Hablando de ese orden de prioridades, ayer recibí una carta de Edith Massun, que tiene que ver precisamente con esta toma de conciencia. Mi amiga húngara se refiere a los noticiarios que ve noche tras noche desde Budapest: “Y enfermeros parisinos que cuentan, sin mostrar la cara, que están obligados a escoger a quién salvar la vida y a quién dejar morir, porque no hay aparatos de reanimación suficientes para todos (…) Parece como si fuera una advertencia de Dios, o de la Madre Tierra que ya basta de tanta inconsciencia, tanta basura, tanto consumismo, tanto materialismo, tanto individualismo y cuántos ismos más! (…) ¡Qué situación tan extraña! Normalmente nunca tenemos tiempo para nada. Pero ahora que toda Europa está en cuarentena, las tiendas de lujo, los lugares de diversión y hasta los parques públicos cerrados, la gente que lo tenía todo se encuentra de repente enclaustrada y empieza, tal vez, a meditar sobre el sentido de la vida».

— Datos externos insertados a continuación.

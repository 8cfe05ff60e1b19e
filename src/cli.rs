//! CLI argument parsing for Perfdelta

use clap::{Parser, Subcommand, ValueEnum};
use std::path::PathBuf;

/// Output format for change reports
#[derive(Debug, Clone, Copy, PartialEq, Eq, ValueEnum)]
pub enum OutputFormat {
    /// Human-readable text format (default)
    Text,
    /// JSON format for machine parsing
    Json,
}

#[derive(Parser, Debug)]
#[command(name = "perfdelta")]
#[command(version)]
#[command(about = "Detect performance changes between profiles", long_about = None)]
pub struct Cli {
    /// Enable debug tracing output to stderr
    #[arg(long = "debug", global = true)]
    pub debug: bool,

    #[command(subcommand)]
    pub command: Command,
}

#[derive(Subcommand, Debug)]
pub enum Command {
    /// Compare a target profile against a baseline profile
    Diff {
        /// Baseline profile (JSON)
        baseline: PathBuf,

        /// Target profile (JSON)
        target: PathBuf,

        /// Degradation strategy configuration (TOML)
        #[arg(short = 'c', long = "config", value_name = "FILE")]
        config: Option<PathBuf>,

        /// Output format (text or json)
        #[arg(long = "format", value_enum, default_value = "text")]
        format: OutputFormat,

        /// Also show unchanged and undetermined results
        #[arg(short = 'v', long = "verbose")]
        verbose: bool,
    },

    /// Fit regression models to every uid of a profile
    Fit {
        /// Profile to postprocess (JSON)
        profile: PathBuf,

        /// Write the profile with fitted models here instead of stdout
        #[arg(short = 'o', long = "output", value_name = "FILE")]
        output: Option<PathBuf>,
    },
}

Meditemos acerca del sentido de la vida, aunque en estos momentos nos parezca una pesadilla. Leemos todos los whats que nos mandan con información, con estadísticas, con declaraciones de la OMS. Leemos largos artículos de cómo «enfrentarse al aislamiento en casa si tienes problemas de ansiedad». Nos aconsejan respirar, evitar la sobreinformación, hacer yoga en el balcón, comer sano y mantener una rutina sin agobios. Todo el mundo opina, todos parecen expertos en coronavirus, pero nadie nos dice cuándo terminará, cuántos muertos habrá en México, ni cuál es exactamente la estrategia de la 4T. Se diría que la pandemia del coronavirus nos cayó del cielo y de allí que tomara al mundo desprevenido. Incluso los epidemiólogos, infectólogos y demás especialistas se ven rebasados. Por otra parte, pienso que habría que ponerse en sus zapatos y ser empáticos con ellos, aunque no nos respondan todas nuestras dudas y miedos. Pienso que es importante sentir miedo, especialmente en estas circunstancias; nos pone alertas, nos avisa que tenemos que quedarnos en casa y lavarnos las manos hasta la saciedad. Entre las muchas frases que encontré del libro de Camus, hay una que habla, precisamente, del miedo: «Hay los que tienen miedo y los que no lo tienen. Pero los más numerosos son los que todavía no han tenido tiempo de tenerlo». No perdamos el miedo, es un escudo que nos protege.

Albert Camus termina su libro La peste a favor de los apestados, «para dejar por lo menos un recuerdo de la injusticia y de la violencia que les había sido hecha y para decir simplemente algo que se aprende en medio de las plagas: que hay en los hombres más cosas dignas de admiración que de desprecio».

No hay duda que esta pandemia nos pondrá a prueba, para bien o para mal.